Closed alvinhenrick closed 7 years ago
Just applied scalafmt to all Scala files.
@alvinhenrick I think introducing --sparkArgs
and --jobArgs
into the command line arguments may cause some concerns since it occupies two special keywords from the users. One cannot use --jobArgs
in his application anymore while he might want to use it (actually he can, but with a confusing --jobArgs --jobArgs <arg>
syntax, and it is not type-checked). And, for people who didn't read through the README carefully, he might accidentally abuse the --jobArgs
argument in his own application and get an unexpected result.

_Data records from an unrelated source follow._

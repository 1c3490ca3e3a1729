use std::fmt::Write;

use k8s_openapi::api::core::v1::{ContainerState, Pod};
use k8s_openapi::apimachinery::pkg::apis::meta::v1::Time;
use log::warn;

use crate::cluster::KubernetesCluster;
use crate::constants::DRIVER_CONTAINER_NAME;

/// Fetches the driver pod and describes its current status.
/// The fetch is best effort, so a failure is reported in the text instead of returned.
pub async fn driver_pod_report(cluster: &dyn KubernetesCluster, pod_name: &str) -> String {
    match cluster.get_pod(pod_name).await {
        Ok(pod) => render_pod_report(pod_name, &pod),
        Err(e) => {
            warn!("failed to fetch driver pod {pod_name} for diagnostics: {e}");
            format!(
                "The driver pod {pod_name} did not become ready before the deadline, \
                and its status could not be fetched: {e}"
            )
        }
    }
}

pub fn render_pod_report(pod_name: &str, pod: &Pod) -> String {
    let status = pod.status.clone().unwrap_or_default();
    let container = status
        .container_statuses
        .iter()
        .flatten()
        .find(|x| x.name == DRIVER_CONTAINER_NAME);
    let mut report = String::new();
    let _ = writeln!(report, "Driver pod {pod_name} status:");
    let _ = writeln!(
        report,
        "  phase: {}",
        status.phase.as_deref().unwrap_or("unknown")
    );
    let _ = writeln!(
        report,
        "  message: {}",
        status.message.as_deref().unwrap_or("none")
    );
    let state = container
        .and_then(|x| x.state.as_ref())
        .map(render_container_state)
        .unwrap_or_else(|| "Unknown".to_string());
    let _ = write!(report, "  container {DRIVER_CONTAINER_NAME}: {state}");
    report
}

fn render_container_state(state: &ContainerState) -> String {
    if let Some(running) = &state.running {
        format!("Running (started at {})", time(running.started_at.as_ref()))
    } else if let Some(waiting) = &state.waiting {
        format!(
            "Waiting (reason: {}, message: {})",
            waiting.reason.as_deref().unwrap_or("none"),
            waiting.message.as_deref().unwrap_or("none")
        )
    } else if let Some(terminated) = &state.terminated {
        format!(
            "Terminated (started at {}, finished at {}, reason: {}, exit code: {}, message: {})",
            time(terminated.started_at.as_ref()),
            time(terminated.finished_at.as_ref()),
            terminated.reason.as_deref().unwrap_or("none"),
            terminated.exit_code,
            terminated.message.as_deref().unwrap_or("none")
        )
    } else {
        "Unknown".to_string()
    }
}

fn time(value: Option<&Time>) -> String {
    value
        .map(|x| x.0.to_rfc3339())
        .unwrap_or_else(|| "unknown".to_string())
}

How if we change the signature of
def submitJob(mainClass: String, args: Seq[String])
to
def submitJob(mainClass: String, args: Seq[String], sparkConfs: Map[String, String])

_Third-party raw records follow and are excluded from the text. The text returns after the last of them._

use std::sync::Arc;

use fastrace::Span;
use k8s_openapi::api::core::v1::{Node, NodeAddress};
use log::{debug, info, warn};
use sail_telemetry::common::SpanAttribute;
use sail_telemetry::futures::{record_error, TracingFutureExt};

use crate::cluster::KubernetesCluster;
use crate::constants::{SERVICE_TYPE_CLUSTER_IP, SUBMISSION_SERVER_PORT_NAME, UI_PORT_NAME};
use crate::gate::{CompletionGate, CompletionOutcome, FailureCause};
use crate::provisioner::{ResourceProvisioner, ServicePortSpec, ServiceRef};
use crate::retry::RetryStrategy;
use crate::rpc::{DriverLauncherConnector, LauncherAddress};
use crate::submission::CreateSubmissionRequest;

const NODE_ADDRESS_TYPE_EXTERNAL_IP: &str = "ExternalIP";

/// Picks the node address used to reach node ports.
/// This is the first external IP of any node, or else the first address of the first node.
/// Only one address is ever tried.
pub fn resolve_node_address(nodes: &[Node]) -> Option<String> {
    fn addresses(node: &Node) -> impl Iterator<Item = &NodeAddress> {
        node.status
            .iter()
            .flat_map(|x| x.addresses.iter().flatten())
    }

    nodes
        .iter()
        .find_map(|node| addresses(node).find(|x| x.type_ == NODE_ADDRESS_TYPE_EXTERNAL_IP))
        .or_else(|| nodes.first().and_then(|node| addresses(node).next()))
        .map(|x| x.address.clone())
}

/// The ping-then-submit exchange with the driver launcher,
/// followed by closing the submission port on the driver service.
pub struct DriverHandshake {
    pub cluster: Arc<dyn KubernetesCluster>,
    pub provisioner: ResourceProvisioner,
    pub connector: Arc<dyn DriverLauncherConnector>,
    pub ping_retry: RetryStrategy,
    pub service: ServiceRef,
    pub secret: String,
    pub request: CreateSubmissionRequest,
    pub ui_port: u16,
}

impl DriverHandshake {
    /// Runs the handshake and reports the outcome to the gate.
    /// The outcome is discarded if the gate has already been resolved.
    pub async fn run(self, gate: Arc<CompletionGate>) {
        let span = Span::enter_with_local_parent("DriverHandshake::run")
            .with_property(|| (SpanAttribute::SUBMIT_APP_ID, self.service.name.clone()));
        let outcome = match self.submit().in_span_with_recorder(span, record_error).await {
            Ok(()) => CompletionOutcome::Submitted,
            Err(cause) => {
                warn!("handshake with the driver failed: {cause}");
                CompletionOutcome::Failed(cause)
            }
        };
        if !gate.complete(outcome) {
            debug!("discarding handshake outcome since the launch attempt is already resolved");
        }
    }

    async fn submit(&self) -> Result<(), FailureCause> {
        let address = self.resolve_address().await?;
        info!("connecting to the driver launcher at {address}");
        let client = self
            .connector
            .connect(&address, &self.secret)
            .map_err(|e| FailureCause::SubmissionFailed(e.to_string()))?;
        self.ping_retry
            .run(|| client.ping())
            .await
            .map_err(|e| FailureCause::PingExhausted {
                attempts: self.ping_retry.max_attempts(),
                message: e.to_string(),
            })?;
        client
            .create_submission(&self.request)
            .await
            .map_err(|e| FailureCause::SubmissionFailed(e.to_string()))?;
        info!("the driver launcher at {address} accepted the submission");
        self.provisioner
            .reconfigure_service(
                &self.service,
                &[ServicePortSpec::new(UI_PORT_NAME, self.ui_port)],
                SERVICE_TYPE_CLUSTER_IP,
            )
            .await
            .map_err(|e| FailureCause::ClusterCommunication(e.to_string()))?;
        Ok(())
    }

    async fn resolve_address(&self) -> Result<LauncherAddress, FailureCause> {
        let nodes = self
            .cluster
            .list_nodes()
            .await
            .map_err(|e| FailureCause::ClusterCommunication(e.to_string()))?;
        let host = resolve_node_address(&nodes).ok_or_else(|| {
            FailureCause::SubmissionFailed("no node address is available".to_string())
        })?;
        let port = self
            .service
            .node_port(SUBMISSION_SERVER_PORT_NAME)
            .ok_or_else(|| {
                FailureCause::SubmissionFailed(format!(
                    "service {} has no node port for {SUBMISSION_SERVER_PORT_NAME}",
                    self.service.name
                ))
            })?;
        Ok(LauncherAddress { host, port })
    }
}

and forward the settings from sparkConfs
to spark-submit
in --conf <key>=<value>
format?
(AFAIK, most of the Spark configs including executor cores and executor memory could be setup in this format)

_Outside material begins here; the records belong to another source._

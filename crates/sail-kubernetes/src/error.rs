use std::time::Duration;

use thiserror::Error;

pub type SubmitResult<T> = Result<T, SubmitError>;

#[derive(Debug, Error)]
pub enum SubmitError {
    #[error("configuration error: {0}")]
    ConfigurationError(String),
    #[error("cluster communication error: {0}")]
    ClusterCommunicationError(#[from] kube::Error),
    #[error("handshake error: {0}")]
    HandshakeError(String),
    #[error("driver pod watch closed: {0}")]
    WatchClosed(String),
    #[error("the driver was not submitted within {timeout:?}\n{report}")]
    DeadlineExceeded { timeout: Duration, report: String },
    #[error("error in HTTP request: {0}")]
    HttpError(#[from] reqwest::Error),
    #[error("IO error: {0}")]
    IoError(#[from] std::io::Error),
    #[error("error in JSON serialization: {0}")]
    JsonError(#[from] serde_json::Error),
    #[error("internal error: {0}")]
    InternalError(String),
}

impl SubmitError {
    pub fn config(message: impl Into<String>) -> Self {
        SubmitError::ConfigurationError(message.into())
    }

    pub fn handshake(message: impl Into<String>) -> Self {
        SubmitError::HandshakeError(message.into())
    }

    pub fn internal(message: impl Into<String>) -> Self {
        SubmitError::InternalError(message.into())
    }
}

The new code in submitJob()
may look like this:
val sparkSubmitArgs = Seq(
"spark-submit",
"--deploy-mode",
"cluster",
"--class",
mainClass
) ++ sparkConfs.toSeq.flatMap {
case (k, v) => Seq("--conf", k + "=" + v)
} ++ (s3Jar.toString +: args)
val step = new StepConfig()
.withActionOnFailure(ActionOnFailure.CONTINUE)
.withName("Spark Step")
.withHadoopJarStep(
new HadoopJarStepConfig()
.withJar("command-runner.jar")
.withArgs(sparkSubmitArgs.asJava)
)
Then, maybe we can introduce a SettingKey called sparkConfs
(the name may be ambiguous since we already have sparkEmrConfigs
, but I haven't come out with a good name yet.)
val sparkConfs = settingKey[Map[String, String]]
and pass it into submitJob()
from sparkSubmitJob
.
And, if someone feel that it's still inconvenience, he can overwrite the behavior of sparkSubmitJob
to parse --sparkArgs
and --jobArgs
by himself in his build.sbt
.
Can this fulfill your need?
@pishen I agree with you on type safety and I thought about the exact same solution you mentioned but the the purpose was to handle the situation where we can create cluster and submit steps with different spark --conf on the command line without having to modify build.sbt and updating sparkConfs every time.Let me know if you have suggestion to handle that.
90% of the time we are tuning those parameters and poking around and having to modify sbt file will be painful for developers.
The spark confs have to be supplied before the s3Jar and jobArgs and to distinguish the arguments to pass I came up with the logic of sparkArgs and jobArgs and defaultArgs for backward compatibility.
we use sparkEmrConfigs for the properties which we apply to the whole cluster and don't change much.
I can make the change as you suggested but let's think about a little bit more before we make the change how can we accomplish this without having user to override submitJob in build.sbt parse -sparkArgs and jobsArgs.
Warm Regards, Alvin.
@alvinhenrick I'm sorry that according to the above mentioned concerns, I may not directly include the argument parser right now.
If what you want is not to modify build.sbt
each time, I think overwriting sparkSubmitJob
would be an acceptable workaround after the change of submitJob()
since sparkSubmitJob
is just a thin wrapper around submitJob()
and overwriting it will be an one-time effort for each project. For example, if I want to pass the Spark confs like this:
> sparkSubmitJob --conf spark.executor.memory=2g --conf spark.driver.memory=1g arg0 arg1 arg2
I can overwrite the sparkSubmitJob
as:
import sbt.complete.DefaultParsers._
import sbtemrspark.EmrSparkPlugin._
sparkSubmitJob := {
Def.inputTaskDyn {
implicit val log = streams.value.log
implicit val emr = sparkEmrClientBuilder.value.build()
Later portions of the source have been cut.